The CSL reported that Luxembourg recorded an unemployment rate of 6.4% in 2024, based on the definition of the International Labour Organization (ILO) - the share of people without work, available and actively seeking employment within the labour force. This represents an increase of 1.2 percentage points compared with 2023. The rate stood 0.5 points above the EU average, 3 points above Germany and 0.2 points above Belgium.

The CSL noted that the situation of young people is equally concerning. The rate of early school leaving rose by one percentage point in 2024, placing the Grand Duchy among the four EU countries with the sharpest increase. At the same time, 9.8% of young people aged 15-29 were neither in employment, education nor training (NEETs). While this remains below the EU average, the report highlighted that Luxembourg has seen a steady upward trend in recent years, in contrast to neighbouring countries and the European average, where levels have generally stabilised or declined.

Regarding income inequality, the CSL reported that Luxembourg displays relatively wide income dispersion: the richest 20% earn 4.7 times more than the poorest 20% - a ratio comparable to the EU average and France, but higher than Germany (4.5) and Belgium (3.5). Inequalities have also widened over the long term, with the period 2015-2024 marked by more pronounced disparities than the decade before.

The report further pointed to the limited effectiveness of social transfers in reducing poverty. In Luxembourg, such transfers lower poverty by just 27% - significantly below Belgium (53%), France (39%), Germany (36%) and the EU average (34%). In-work poverty remains the highest in the EU at 13.4%, despite a slight improvement in 2024.

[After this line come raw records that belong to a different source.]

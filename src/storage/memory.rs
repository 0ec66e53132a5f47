//! In-process document store
//!
//! Keeps documents in a vector guarded by a mutex. Useful for tests and for
//! running the server without a database file; it follows the same filter,
//! sort and `$set` rules as the SQLite store.

use std::sync::{Mutex, MutexGuard};

use serde_json::Value;

use crate::domain::HabitId;
use crate::storage::{
    apply_set, compare_values, lookup_path, validate_field_path, Document, DocumentStore, Filter,
    FindOptions, StorageError, ID_FIELD,
};

#[derive(Default)]
pub struct MemoryStore {
    documents: Mutex<Vec<(HabitId, Document)>>,
}

impl MemoryStore {
    pub fn new() -> Self {
        Self::default()
    }

    fn lock(&self) -> Result<MutexGuard<'_, Vec<(HabitId, Document)>>, StorageError> {
        self.documents
            .lock()
            .map_err(|e| StorageError::LockPoisoned(e.to_string()))
    }

    fn with_id(id: &HabitId, document: &Document) -> Document {
        let mut document = document.clone();
        document.insert(ID_FIELD.to_string(), Value::String(id.to_string()));
        document
    }
}

impl DocumentStore for MemoryStore {
    fn find(&self, filter: &Filter, options: &FindOptions) -> Result<Vec<Document>, StorageError> {
        for (field, _) in filter.conditions() {
            validate_field_path(field)?;
        }

        let documents = self.lock()?;
        let mut found: Vec<Document> = documents
            .iter()
            .filter(|(_, document)| filter.matches(document))
            .map(|(id, document)| Self::with_id(id, document))
            .collect();

        if let Some(field) = &options.sort_desc {
            validate_field_path(field)?;
            // Newest insert first among equal keys, as the SQLite store does
            found.reverse();
            found.sort_by(|a, b| compare_values(lookup_path(b, field), lookup_path(a, field)));
        }

        if let Some(limit) = options.limit {
            found.truncate(limit as usize);
        }

        Ok(found)
    }

    fn find_one(&self, id: &HabitId) -> Result<Option<Document>, StorageError> {
        let documents = self.lock()?;
        Ok(documents
            .iter()
            .find(|(doc_id, _)| doc_id == id)
            .map(|(doc_id, document)| Self::with_id(doc_id, document)))
    }

    fn insert_one(&self, mut document: Document) -> Result<HabitId, StorageError> {
        let id = HabitId::new();
        document.remove(ID_FIELD);
        self.lock()?.push((id, document));
        Ok(id)
    }

    fn update_one(&self, id: &HabitId, set: Document) -> Result<bool, StorageError> {
        let mut documents = self.lock()?;
        match documents.iter_mut().find(|(doc_id, _)| doc_id == id) {
            Some((_, document)) => {
                apply_set(document, set);
                Ok(true)
            }
            None => Ok(false),
        }
    }

    fn modify_one(
        &self,
        id: &HabitId,
        modify: &mut dyn FnMut(&mut Document) -> Result<bool, StorageError>,
    ) -> Result<Option<Document>, StorageError> {
        let mut documents = self.lock()?;
        let Some((doc_id, stored)) = documents.iter_mut().find(|(doc_id, _)| doc_id == id) else {
            return Ok(None);
        };

        let mut working = Self::with_id(doc_id, stored);
        if modify(&mut working)? {
            let mut body = working.clone();
            body.remove(ID_FIELD);
            *stored = body;
        }

        Ok(Some(working))
    }

    fn delete_one(&self, id: &HabitId) -> Result<bool, StorageError> {
        let mut documents = self.lock()?;
        let before = documents.len();
        documents.retain(|(doc_id, _)| doc_id != id);
        Ok(documents.len() < before)
    }
}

Other indicators, such as the employment rate, real adjusted household disposable income per capita and child poverty risk, were flagged by the European Commission as areas “to watch”. Following its overall assessment, the Commission again placed Luxembourg “under surveillance”, as it did last year, citing unfavourable trends in unemployment, poverty, youth outcomes and social inclusion. 

According to the CSL, the Grand Duchy now enters a second phase of analysis alongside Bulgaria, Greece, Spain, Italy, Lithuania, Romania, Latvia and Finland, and will need to step up efforts to reduce inequalities and improve the effectiveness of social policies.